We foreground global pharmaceutical institutions and policies and trace their development from the early 2000s to contemporary scientific and institutional developments. We examine their harmonisation dynamics to analyse a dual movement of increased globalisation and differentiation.

Long abstract:

We consider the question of whether the ‘global health era’ starting around the turn of the century, in effect, led to a harmonisation of pharmaceutical policies across the globe. Beginning in the early 2000s, we will examine several examples, such as the WHO essential medicines list, clinical trial and patenting legislation, and health technology assessment, to consider the interplay between different institutional layers at the supra-national level. We then move on to the crucial period of 2019-2022 and the system shock of the COVID-19 pandemic, which has led to global controversy around stark vaccine inequalities, and significant but as-yet unfulfilled institutional efforts towards intellectual property waivers, patent pools, and knowledge transfers. The COVID-19 period has arguably shown the failure of the global harmonisation era to the benefit of regional coordination efforts. Whilst the Pandemic Accord negotiations and a redrafting of the International Health Regulations (IHR) continue to aim for global harmonisation, this regionalisation trend has continued in the European HERA initiative and the ‘local’ production of vaccines.

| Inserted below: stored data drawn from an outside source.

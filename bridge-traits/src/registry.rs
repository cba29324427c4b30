//! Handle Registry contract
//!
//! The registry owns every open resource and performs the actual blocking I/O.
//! The streaming core calls these methods from worker, driver and poller
//! threads, so implementations must be internally synchronized.
//!
//! Every method has a default body. Async-style operations default to
//! [`BridgeError::Unsupported`], which the core reports through the
//! operation's error continuation with a fixed descriptive message. The two
//! best-effort cleanup calls default to no-ops.

use bytes::Bytes;

use crate::error::{BridgeError, Result};
use crate::handle::HandleId;
use crate::info::DownloadCounters;

/// Optional behaviours a registry advertises.
#[derive(Debug, Clone, Copy, PartialEq, Eq)]
pub struct RegistryCapabilities {
    /// Download counters are maintained while `start_download` runs, so the
    /// core can poll them for progress.
    pub download_progress: bool,
}

impl Default for RegistryCapabilities {
    fn default() -> Self {
        Self {
            download_progress: true,
        }
    }
}

/// Thread-safe mapping from handle ids to open reader/writer/downloader resources.
///
/// # Example
///
/// ```ignore
/// use bridge_traits::{HandleId, HandleRegistry};
///
/// fn drain(registry: &dyn HandleRegistry, id: HandleId) -> bridge_traits::error::Result<u64> {
///     let mut total = 0;
///     while let Some(chunk) = registry.read_next_chunk(id)? {
///         total += chunk.len() as u64;
///     }
///     Ok(total)
/// }
/// ```
pub trait HandleRegistry: Send + Sync {
    fn capabilities(&self) -> RegistryCapabilities {
        RegistryCapabilities::default()
    }

    /// Read the next buffered chunk; `Ok(None)` signals end of file.
    fn read_next_chunk(&self, id: HandleId) -> Result<Option<Bytes>> {
        let _ = id;
        Err(BridgeError::Unsupported("readNextChunk"))
    }

    /// Append bytes to a writer, returning the count written.
    fn write(&self, id: HandleId, data: &[u8]) -> Result<usize> {
        let _ = (id, data);
        Err(BridgeError::Unsupported("write"))
    }

    fn flush(&self, id: HandleId) -> Result<()> {
        let _ = id;
        Err(BridgeError::Unsupported("flush"))
    }

    /// Release a handle of any kind. Safe to call more than once.
    fn close(&self, id: HandleId) -> Result<()> {
        let _ = id;
        Ok(())
    }

    /// Run a download to completion, blocking the calling thread.
    ///
    /// Must return (with an error) once [`cancel_download`](Self::cancel_download)
    /// has been observed.
    fn start_download(&self, id: HandleId) -> Result<()> {
        let _ = id;
        Err(BridgeError::Unsupported("startDownload"))
    }

    /// Request cancellation of a running or future download.
    fn cancel_download(&self, id: HandleId) -> Result<()> {
        let _ = id;
        Ok(())
    }

    fn download_bytes_downloaded(&self, id: HandleId) -> Result<u64> {
        let _ = id;
        Err(BridgeError::Unsupported("getDownloadBytesDownloaded"))
    }

    /// Total size of the download, `<= 0` when unknown.
    fn download_total_bytes(&self, id: HandleId) -> Result<i64> {
        let _ = id;
        Err(BridgeError::Unsupported("getDownloadTotalBytes"))
    }

    fn download_counters(&self, id: HandleId) -> Result<DownloadCounters> {
        Ok(DownloadCounters {
            bytes_downloaded: self.download_bytes_downloaded(id)?,
            total_bytes: self.download_total_bytes(id)?,
        })
    }

    fn reader_file_size(&self, id: HandleId) -> Result<u64> {
        let _ = id;
        Err(BridgeError::Unsupported("getReaderFileSize"))
    }

    fn reader_bytes_read(&self, id: HandleId) -> Result<u64> {
        let _ = id;
        Err(BridgeError::Unsupported("getReaderBytesRead"))
    }

    fn reader_is_eof(&self, id: HandleId) -> Result<bool> {
        let _ = id;
        Err(BridgeError::Unsupported("getReaderIsEOF"))
    }

    fn writer_bytes_written(&self, id: HandleId) -> Result<u64> {
        let _ = id;
        Err(BridgeError::Unsupported("getWriterBytesWritten"))
    }
}
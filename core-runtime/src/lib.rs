//! # Core Runtime Module
//!
//! Foundational runtime infrastructure shared by the streaming crates:
//! - Logging and tracing infrastructure
//! - Configuration management
//!
//! ## Overview
//!
//! Everything here is ambient: it has no knowledge of handles or downloads.
//! `core-streaming` reads its tuning knobs from [`config::StreamingConfig`] and
//! hosts call [`logging::init_logging`] once at startup.

pub mod config;
pub mod error;
pub mod logging;

pub use config::StreamingConfig;
pub use error::{Error, Result};
use thiserror::Error;

/// Failures while assembling the streaming runtime.
///
/// Operation failures never use this type; they travel back to the host as
/// `StreamError` values.
#[derive(Error, Debug)]
pub enum Error {
    #[error("Configuration error: {0}")]
    Config(String),

    #[error("Capability missing: {capability} - {message}")]
    CapabilityMissing { capability: String, message: String },

    #[error("Failed to start worker threads: {0}")]
    WorkerStartup(String),

    #[error("Logging setup failed: {0}")]
    Logging(String),
}

pub type Result<T> = std::result::Result<T, Error>;
//! Minimal blocking HTTP/1.1 server for download tests.

#![allow(dead_code)]

use std::io::{BufRead, BufReader, Write};
use std::net::{SocketAddr, TcpListener, TcpStream};
use std::sync::Arc;
use std::thread;
use std::time::Duration;

pub fn payload(len: usize) -> Vec<u8> {
    (0..len).map(|i| (i % 251) as u8).collect()
}

/// Serves `body` on:
/// - `/file` with `Content-Length` and `Range` support
/// - `/unsized` without a length, closing the connection at the end
/// - `/stall` which trickles bytes until the client hangs up
/// - anything else as `404`
pub fn spawn_server(body: Vec<u8>) -> SocketAddr {
    let listener = TcpListener::bind("127.0.0.1:0").unwrap();
    let addr = listener.local_addr().unwrap();
    let body = Arc::new(body);

    thread::spawn(move || {
        for stream in listener.incoming() {
            let Ok(stream) = stream else { continue };
            let body = Arc::clone(&body);
            thread::spawn(move || {
                let _ = serve(stream, &body);
            });
        }
    });

    addr
}

fn serve(mut stream: TcpStream, body: &[u8]) -> std::io::Result<()> {
    let mut reader = BufReader::new(stream.try_clone()?);
    let mut request_line = String::new();
    reader.read_line(&mut request_line)?;
    let path = request_line
        .split_whitespace()
        .nth(1)
        .unwrap_or("/")
        .to_string();

    let mut range_start: Option<usize> = None;
    loop {
        let mut line = String::new();
        if reader.read_line(&mut line)? == 0 {
            break;
        }
        let line = line.trim_end().to_ascii_lowercase();
        if line.is_empty() {
            break;
        }
        if let Some(range) = line.strip_prefix("range: bytes=") {
            range_start = range.trim_end_matches('-').parse().ok();
        }
    }

    match path.as_str() {
        "/file" => match range_start {
            Some(start) if start >= body.len() => {
                write!(
                    stream,
                    "HTTP/1.1 416 Range Not Satisfiable\r\nContent-Length: 0\r\nConnection: close\r\n\r\n"
                )?;
            }
            Some(start) => {
                let rest = &body[start..];
                write!(
                    stream,
                    "HTTP/1.1 206 Partial Content\r\nContent-Length: {}\r\nContent-Range: bytes {}-{}/{}\r\nConnection: close\r\n\r\n",
                    rest.len(),
                    start,
                    body.len() - 1,
                    body.len()
                )?;
                stream.write_all(rest)?;
            }
            None => {
                write!(
                    stream,
                    "HTTP/1.1 200 OK\r\nContent-Length: {}\r\nConnection: close\r\n\r\n",
                    body.len()
                )?;
                stream.write_all(body)?;
            }
        },
        "/unsized" => {
            write!(stream, "HTTP/1.1 200 OK\r\nConnection: close\r\n\r\n")?;
            stream.write_all(body)?;
        }
        "/stall" => {
            write!(
                stream,
                "HTTP/1.1 200 OK\r\nContent-Length: 100000000\r\nConnection: close\r\n\r\n"
            )?;
            for _ in 0..400 {
                stream.write_all(&[0u8; 1024])?;
                stream.flush()?;
                thread::sleep(Duration::from_millis(25));
            }
        }
        _ => {
            write!(
                stream,
                "HTTP/1.1 404 Not Found\r\nContent-Length: 0\r\nConnection: close\r\n\r\n"
            )?;
        }
    }
    stream.flush()
}
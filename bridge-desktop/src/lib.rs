//! # Desktop Bridge Implementations
//!
//! A [`HandleRegistry`](bridge_traits::HandleRegistry) for desktop platforms
//! (macOS, Windows, Linux) backed by `std::fs` and `reqwest`.
//!
//! ## Overview
//!
//! - [`FileReader`] reads a local file in fixed-size chunks
//! - [`FileWriter`] writes or appends to a local file
//! - [`Downloader`] fetches a URL to disk with resume and cooperative cancel
//! - [`DesktopRegistry`] maps integer handles onto all three
//!
//! ## Usage
//!
//! ```ignore
//! use std::sync::Arc;
//! use bridge_desktop::{DesktopRegistry, ReaderOptions};
//! use core_runtime::StreamingConfig;
//! use core_streaming::{EventLoop, StreamingFacade};
//!
//! let registry = Arc::new(DesktopRegistry::new());
//! let event_loop = EventLoop::new();
//! let config = StreamingConfig::builder()
//!     .registry(registry.clone())
//!     .invoker(event_loop.invoker())
//!     .build()?;
//! let facade = StreamingFacade::new(&config)?;
//! let id = registry.open_read("song.flac", ReaderOptions::default())?;
//! let chunk = facade.read_next_chunk(id);
//! ```

mod download;
mod io_error;
mod reader;
mod registry;
mod writer;

pub use download::{DownloadRequest, DownloadSettings, Downloader};
pub use reader::{FileReader, ReaderOptions, MAX_BUFFER_SIZE, MIN_BUFFER_SIZE};
pub use registry::DesktopRegistry;
pub use writer::FileWriter;
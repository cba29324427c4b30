//! # Host Dispatch
//!
//! Closed operation table and the loosely typed value model used when a
//! script environment calls into the façade by name.
//!
//! ## Overview
//!
//! Script hosts pass numbers as `f64`, byte payloads as array buffers and
//! callbacks as function objects. [`StreamingFacade::invoke`] checks the
//! argument shape for one [`Operation`], coerces the handle id and forwards
//! to the typed façade method. Shape errors are reported synchronously as
//! [`StreamError::InvalidArgument`]; a well-formed call with an unknown handle
//! never fails synchronously.
//!
//! ## Installation
//!
//! ```ignore
//! use core_streaming::{StreamingFacade, HostEnvironment};
//! use std::collections::HashMap;
//! use std::sync::Arc;
//!
//! let mut globals: HashMap<String, Arc<StreamingFacade>> = HashMap::new();
//! StreamingFacade::install(Arc::new(facade), &mut globals)?;
//! ```

use std::collections::HashMap;
use std::fmt;
use std::str::FromStr;
use std::sync::Arc;

use bridge_traits::{HandleId, ReaderInfo, WriterInfo};
use bytes::Bytes;
use tracing::info;

use crate::bridge::ReadChunk;
use crate::download::DownloadProgress;
use crate::error::{Result, StreamError};
use crate::facade::StreamingFacade;
use crate::pending::PendingOperation;

/// Every operation the façade exposes.
#[derive(Debug, Clone, Copy, PartialEq, Eq, Hash)]
pub enum Operation {
    ReadNextChunk,
    Write,
    Flush,
    Close,
    StartDownload,
    CancelDownload,
    GetReaderInfo,
    GetWriterInfo,
}

impl Operation {
    pub const ALL: [Operation; 8] = [
        Operation::ReadNextChunk,
        Operation::Write,
        Operation::Flush,
        Operation::Close,
        Operation::StartDownload,
        Operation::CancelDownload,
        Operation::GetReaderInfo,
        Operation::GetWriterInfo,
    ];

    /// Property name seen by the script environment.
    pub fn name(&self) -> &'static str {
        match self {
            Operation::ReadNextChunk => "readNextChunk",
            Operation::Write => "write",
            Operation::Flush => "flush",
            Operation::Close => "close",
            Operation::StartDownload => "startDownload",
            Operation::CancelDownload => "cancelDownload",
            Operation::GetReaderInfo => "getReaderInfo",
            Operation::GetWriterInfo => "getWriterInfo",
        }
    }

    /// Minimum number of arguments.
    pub fn arity(&self) -> usize {
        match self {
            Operation::Write | Operation::StartDownload => 2,
            _ => 1,
        }
    }

    /// Whether the operation returns a pending result.
    pub fn is_async(&self) -> bool {
        matches!(
            self,
            Operation::ReadNextChunk
                | Operation::Write
                | Operation::Flush
                | Operation::StartDownload
        )
    }
}

impl fmt::Display for Operation {
    fn fmt(&self, f: &mut fmt::Formatter<'_>) -> fmt::Result {
        f.write_str(self.name())
    }
}

impl FromStr for Operation {
    type Err = StreamError;

    fn from_str(s: &str) -> Result<Self> {
        Operation::ALL
            .into_iter()
            .find(|op| op.name() == s)
            .ok_or_else(|| StreamError::InvalidArgument(format!("unknown operation: {}", s)))
    }
}

/// Script callback. Receives the progress triple
/// `(bytesDownloaded, totalBytes, progress)` as numbers.
pub type HostFunction = Arc<dyn Fn(&[HostValue]) + Send + Sync + 'static>;

/// A value crossing the script boundary.
#[derive(Clone)]
pub enum HostValue {
    Undefined,
    Null,
    Bool(bool),
    Number(f64),
    String(String),
    Bytes(Bytes),
    Function(HostFunction),
}

impl HostValue {
    pub fn function<F>(f: F) -> Self
    where
        F: Fn(&[HostValue]) + Send + Sync + 'static,
    {
        HostValue::Function(Arc::new(f))
    }

    pub fn as_number(&self) -> Option<f64> {
        match self {
            HostValue::Number(n) => Some(*n),
            _ => None,
        }
    }

    fn type_name(&self) -> &'static str {
        match self {
            HostValue::Undefined => "undefined",
            HostValue::Null => "null",
            HostValue::Bool(_) => "boolean",
            HostValue::Number(_) => "number",
            HostValue::String(_) => "string",
            HostValue::Bytes(_) => "ArrayBuffer",
            HostValue::Function(_) => "function",
        }
    }
}

impl fmt::Debug for HostValue {
    fn fmt(&self, f: &mut fmt::Formatter<'_>) -> fmt::Result {
        match self {
            HostValue::Undefined => f.write_str("Undefined"),
            HostValue::Null => f.write_str("Null"),
            HostValue::Bool(b) => f.debug_tuple("Bool").field(b).finish(),
            HostValue::Number(n) => f.debug_tuple("Number").field(n).finish(),
            HostValue::String(s) => f.debug_tuple("String").field(s).finish(),
            HostValue::Bytes(b) => f.debug_tuple("Bytes").field(&b.len()).finish(),
            HostValue::Function(_) => f.write_str("Function(..)"),
        }
    }
}

impl From<DownloadProgress> for [HostValue; 3] {
    fn from(sample: DownloadProgress) -> Self {
        [
            HostValue::Number(sample.bytes_downloaded as f64),
            HostValue::Number(sample.total_bytes as f64),
            HostValue::Number(sample.progress),
        ]
    }
}

/// Result of a dynamic call.
#[derive(Debug)]
pub enum HostReturn {
    Undefined,
    Chunk(PendingOperation<ReadChunk>),
    Count(PendingOperation<usize>),
    Done(PendingOperation<()>),
    ReaderInfo(ReaderInfo),
    WriterInfo(WriterInfo),
}

impl HostReturn {
    /// Plain record for synchronous results, as the script sees it.
    pub fn to_record(&self) -> Option<serde_json::Value> {
        match self {
            HostReturn::ReaderInfo(info) => serde_json::to_value(info).ok(),
            HostReturn::WriterInfo(info) => serde_json::to_value(info).ok(),
            _ => None,
        }
    }

    pub fn is_pending(&self) -> bool {
        matches!(
            self,
            HostReturn::Chunk(_) | HostReturn::Count(_) | HostReturn::Done(_)
        )
    }
}

/// Global namespace of a script environment.
pub trait HostEnvironment {
    fn has_global(&self, name: &str) -> bool;

    fn define_global(&mut self, name: &str, facade: Arc<StreamingFacade>);
}

impl HostEnvironment for HashMap<String, Arc<StreamingFacade>> {
    fn has_global(&self, name: &str) -> bool {
        self.contains_key(name)
    }

    fn define_global(&mut self, name: &str, facade: Arc<StreamingFacade>) {
        self.insert(name.to_string(), facade);
    }
}

impl StreamingFacade {
    /// Property names the installed object exposes.
    pub fn property_names() -> impl Iterator<Item = &'static str> {
        Operation::ALL.into_iter().map(|op| op.name())
    }

    /// Publishes `facade` under its global name.
    ///
    /// # Errors
    ///
    /// Returns [`StreamError::AlreadyInstalled`] if the environment already
    /// defines that name.
    pub fn install<E>(facade: Arc<StreamingFacade>, env: &mut E) -> Result<()>
    where
        E: HostEnvironment + ?Sized,
    {
        let name = facade.global_name().to_string();
        if env.has_global(&name) {
            return Err(StreamError::AlreadyInstalled(name));
        }
        env.define_global(&name, facade);
        info!(global = %name, "Streaming façade installed");
        Ok(())
    }

    /// Dynamic entry point used by script bindings.
    ///
    /// # Errors
    ///
    /// Returns [`StreamError::InvalidArgument`] when fewer than
    /// [`Operation::arity`] arguments are given or an argument has the wrong
    /// shape. Failures of the operation itself are reported through the
    /// returned pending value.
    pub fn invoke(&self, op: Operation, args: &[HostValue]) -> Result<HostReturn> {
        if args.len() < op.arity() {
            let noun = if op.arity() == 1 { "argument" } else { "arguments" };
            return Err(StreamError::InvalidArgument(format!(
                "{} requires {} {}",
                op,
                op.arity(),
                noun
            )));
        }

        let id = handle_arg(op, &args[0])?;

        Ok(match op {
            Operation::ReadNextChunk => HostReturn::Chunk(self.read_next_chunk(id)),
            Operation::Write => {
                let data = match &args[1] {
                    HostValue::Bytes(data) => data.clone(),
                    other => {
                        return Err(StreamError::InvalidArgument(format!(
                            "write expects an ArrayBuffer, got {}",
                            other.type_name()
                        )))
                    }
                };
                HostReturn::Count(self.write(id, data))
            }
            Operation::Flush => HostReturn::Done(self.flush(id)),
            Operation::Close => {
                self.close(id);
                HostReturn::Undefined
            }
            Operation::StartDownload => {
                let callback = match &args[1] {
                    HostValue::Function(f) => Arc::clone(f),
                    other => {
                        return Err(StreamError::InvalidArgument(format!(
                            "startDownload expects a progress function, got {}",
                            other.type_name()
                        )))
                    }
                };
                HostReturn::Done(self.start_download(id, move |sample| {
                    let args: [HostValue; 3] = sample.into();
                    callback(&args[..]);
                }))
            }
            Operation::CancelDownload => {
                self.cancel_download(id);
                HostReturn::Undefined
            }
            Operation::GetReaderInfo => HostReturn::ReaderInfo(self.reader_info(id)),
            Operation::GetWriterInfo => HostReturn::WriterInfo(self.writer_info(id)),
        })
    }

    /// Like [`invoke`](Self::invoke), resolving the operation by its property name.
    pub fn invoke_by_name(&self, name: &str, args: &[HostValue]) -> Result<HostReturn> {
        self.invoke(name.parse()?, args)
    }
}

/// Coerces the handle argument. Numbers that are not valid ids become
/// [`HandleId::INVALID`]; non-numbers are a shape error.
fn handle_arg(op: Operation, value: &HostValue) -> Result<HandleId> {
    match value {
        HostValue::Number(n) => Ok(HandleId::from_host_number(*n)),
        other => Err(StreamError::InvalidArgument(format!(
            "{} expects a numeric handle id, got {}",
            op,
            other.type_name()
        ))),
    }
}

We also briefly consider the likely implications of heightened scholarly, policy, and advocacy interest in intersectionality and current high-tech medical advances (gene therapies, etc).

Concluding, we analyse a dual movement over time. On the one hand, the move towards supra-national harmonisation on specific policy topics has varying causes and vastly differing effects. On the other hand, we see increased awareness of and efforts to actively combat inequities deriving from these differentiated harmonisations in a contextually appropriate manner.